October 19th, 2006


Is the economic dynamics of the collective hallucination leading us towards a privatization of the glance?

The Web, in particular in its version 2.0, is an implementation of the strategies of control in the field of writing. The image, at the opposite, is interpretable with more difficulty by the machine and remains a not very accessible territory.

Pattern recognition is a field in full expansion. It constitutes a key technology in the domains of safety, of the management of the rights, of marketing… « Logo.Hallucination » proposes to use technologies of recognition of images in order to detect subliminal forms of logos or emblems, hidden (generally involuntarily) in the visual environment or in the whole of the images of the Internet. The found images will be accessible in a weblog, proposing a comparison between the original on the one hand and, on the other hand, the brand and its logo.

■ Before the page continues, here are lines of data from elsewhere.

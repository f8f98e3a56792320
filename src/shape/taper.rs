//! Tapered bodies: blades, limbs, prongs, torsos and robes.
//!
//! A body is a stack of rows hanging down from its origin. Each row is a
//! horizontal span whose width comes from a [`WidthProfile`] and whose
//! centre is shifted by a [`CenterLine`]. An optional [`Cutout`] removes a
//! centred opening (neckline) from a run of rows.

use std::f64::consts::{FRAC_PI_2, PI, TAU};

use super::{row_span, BoundingBox};

/// Row progress in `[0, 1]`. A single-row body is at progress 0.
pub fn progress(row: u32, length: u32) -> f64 {
    if length <= 1 {
        0.0
    } else {
        (row.min(length - 1)) as f64 / (length - 1) as f64
    }
}

fn lerp(a: f64, b: f64, t: f64) -> f64 {
    a + (b - a) * t
}

/// Width of each row as a function of progress.
#[derive(Debug, Clone, Copy, PartialEq)]
pub enum WidthProfile {
    /// Straight taper from `start` to `end`.
    Linear { start: u32, end: u32 },
    /// Linear taper with a sinusoidal ripple on top.
    Flowing {
        start: u32,
        end: u32,
        amplitude: f64,
        cycles: f64,
    },
    /// Smoothstep between `start` and `end`.
    SCurve { start: u32, end: u32 },
    /// Constant `width`, narrowing to a point over the first `tip_rows`.
    Pointed { width: u32, tip_rows: u32 },
    /// Thin at both ends, widest at the middle.
    Bulge { ends: u32, middle: u32 },
}

impl WidthProfile {
    /// Width of `row` in a body of `length` rows. Never below 1.
    pub fn width_at(&self, row: u32, length: u32) -> u32 {
        let p = progress(row, length);
        let w = match *self {
            WidthProfile::Linear { start, end } => lerp(start as f64, end as f64, p),
            WidthProfile::Flowing {
                start,
                end,
                amplitude,
                cycles,
            } => lerp(start as f64, end as f64, p) + amplitude * (p * cycles * TAU).sin(),
            WidthProfile::SCurve { start, end } => {
                let t = p * p * (3.0 - 2.0 * p);
                lerp(start as f64, end as f64, t)
            }
            WidthProfile::Pointed { width, tip_rows } => {
                if tip_rows == 0 || row >= tip_rows {
                    width as f64
                } else {
                    lerp(1.0, width as f64, row as f64 / tip_rows as f64)
                }
            }
            WidthProfile::Bulge { ends, middle } => {
                lerp(ends as f64, middle as f64, (p * PI).sin())
            }
        };
        (w.round().max(1.0)) as u32
    }

    /// Upper bound on any row width.
    fn max_width(&self, length: u32) -> u32 {
        (0..length.max(1))
            .map(|row| self.width_at(row, length))
            .max()
            .unwrap_or(1)
    }
}

/// Lateral displacement of the row centres.
#[derive(Debug, Clone, Copy, PartialEq, Default)]
pub enum CenterLine {
    #[default]
    Straight,
    /// `amount * sin(p * pi/2)`: bends fastest at row 0, settles at `amount`.
    Curved { amount: f64 },
    /// `amount * sin(p * pi)`: both ends on the axis, middle displaced.
    Arc { amount: f64 },
    /// `per_row * row`: a straight line at an angle.
    Slant { per_row: f64 },
}

impl CenterLine {
    pub fn offset_at(&self, row: u32, length: u32) -> f64 {
        let p = progress(row, length);
        match *self {
            CenterLine::Straight => 0.0,
            CenterLine::Curved { amount } => amount * (p * FRAC_PI_2).sin(),
            CenterLine::Arc { amount } => amount * (p * PI).sin(),
            CenterLine::Slant { per_row } => per_row * row.min(length.saturating_sub(1)) as f64,
        }
    }
}

/// A centred opening subtracted from rows `start_row..end_row`.
#[derive(Debug, Clone, Copy, PartialEq)]
pub struct Cutout {
    pub start_row: u32,
    pub end_row: u32,
    pub top_width: u32,
    pub bottom_width: u32,
}

impl Cutout {
    pub fn covers(&self, row: u32) -> bool {
        row >= self.start_row && row < self.end_row
    }

    /// Opening width at `row`, or 0 outside the cutout rows.
    pub fn width_at(&self, row: u32) -> u32 {
        if !self.covers(row) {
            return 0;
        }
        let rows = self.end_row - self.start_row;
        let p = progress(row - self.start_row, rows);
        lerp(self.top_width as f64, self.bottom_width as f64, p)
            .round()
            .max(0.0) as u32
    }
}

/// A stack of rows with per-row width, centre and optional opening.
#[derive(Debug, Clone, Copy, PartialEq)]
pub struct TaperedBody {
    pub length: u32,
    pub profile: WidthProfile,
    pub center: CenterLine,
    pub cutout: Option<Cutout>,
}

impl TaperedBody {
    pub fn new(length: u32, profile: WidthProfile) -> Self {
        Self {
            length: length.max(1),
            profile,
            center: CenterLine::Straight,
            cutout: None,
        }
    }

    pub fn with_center(mut self, center: CenterLine) -> Self {
        self.center = center;
        self
    }

    pub fn with_cutout(mut self, cutout: Cutout) -> Self {
        self.cutout = Some(cutout);
        self
    }

    pub fn width_at(&self, row: u32) -> u32 {
        self.profile.width_at(row, self.length)
    }

    /// Integer lateral offset of `row`'s centre from the origin.
    pub fn lateral_offset(&self, row: u32) -> i32 {
        self.center.offset_at(row, self.length).round() as i32
    }

    /// The filled span of `row` before the cutout, as `[left, right)` local x.
    pub fn row_span(&self, row: u32) -> Option<(i32, i32)> {
        if row >= self.length {
            return None;
        }
        Some(row_span(self.lateral_offset(row), self.width_at(row)))
    }

    /// The opening span of `row`, if the cutout covers it.
    pub fn opening_span(&self, row: u32) -> Option<(i32, i32)> {
        let cutout = self.cutout?;
        let w = cutout.width_at(row);
        if w == 0 {
            return None;
        }
        Some(row_span(self.lateral_offset(row), w))
    }

    /// First row strictly after the cutout, if any.
    pub fn first_row_after_opening(&self) -> Option<u32> {
        let end = self.cutout?.end_row;
        (end < self.length).then_some(end)
    }

    pub fn contains_local(&self, dx: i32, dy: i32) -> bool {
        if dy < 0 || dy >= self.length as i32 {
            return false;
        }
        let row = dy as u32;
        let Some((left, right)) = self.row_span(row) else {
            return false;
        };
        if dx < left || dx >= right {
            return false;
        }
        match self.opening_span(row) {
            Some((ol, or)) => dx < ol || dx >= or,
            None => true,
        }
    }

    pub fn local_bounds(&self) -> BoundingBox {
        let max_w = self.profile.max_width(self.length);
        let (mut min_off, mut max_off) = (0, 0);
        for row in 0..self.length {
            let off = self.lateral_offset(row);
            min_off = min_off.min(off);
            max_off = max_off.max(off);
        }
        let (left, _) = row_span(min_off, max_w);
        let (_, right) = row_span(max_off, max_w);
        BoundingBox::new(left, 0, right - 1, self.length as i32 - 1)
    }
}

« Logo.Hallucination » lies thus within the scope of Web 2.0 insofar as the raw data (images) are mashed up with additional visual information (the hallucination of the brand) and that their juxtaposition takes part of new economic stakes, pointed here in an ironic way.

Logo.Hallucination continuously monitors the images circulating on the Internet looking for hidden logos.

The software based on neural network image recognition was exhibited at the Rencontres Internationales Paris Berlin in November 2006.

The mails:

Every time a hallucination is detected, an email is sent to the owner of the image - if the owner is identified. Here is the standard email:

Madam, Sir,

We inform you that our automated monitoring spiderbot has detected a potential infringement of Intellectual Property Law in the digital image located at the address […]. Indeed this image includes a total or partial representation of the logotype of the brand XXX. Since you are responsible for the diffusion of this image on the Internet, we would like to remind you that such unauthorized use of copyrighted work could be liable for statutory damages. Moreover, it may have violated other US federal laws, including (among others) the Digital Millenium Copyright Act and the Consumer Fraud and Abuse Act.

Accordingly, we hereby suggest that you should contact immediately, and possibly through our agency, the company XXX so that we negotiate with them a friendly contract which would allow a regularization of this situation, according to the following possibilities:

Case 1: You might be financially rewarded by company XXX insofar as this situation constitutes advertising and promotion for the brand XXX. In this case you must explicitly indicate the reference to the company XXX by adding its logo to the aforesaid image and insert a link towards the site of this company.

Case 2: You wish to continue the exploitation and diffusion of your image without mentioning the company and in this case you will have to settle reproduction rights with this company insofar as the latter authorizes you to further exploit and diffuse your image.

If you fail to comply with these requests, the company XXX will have no choice but to proceed in a manner appropriate to protect its valuable intellectual property rights.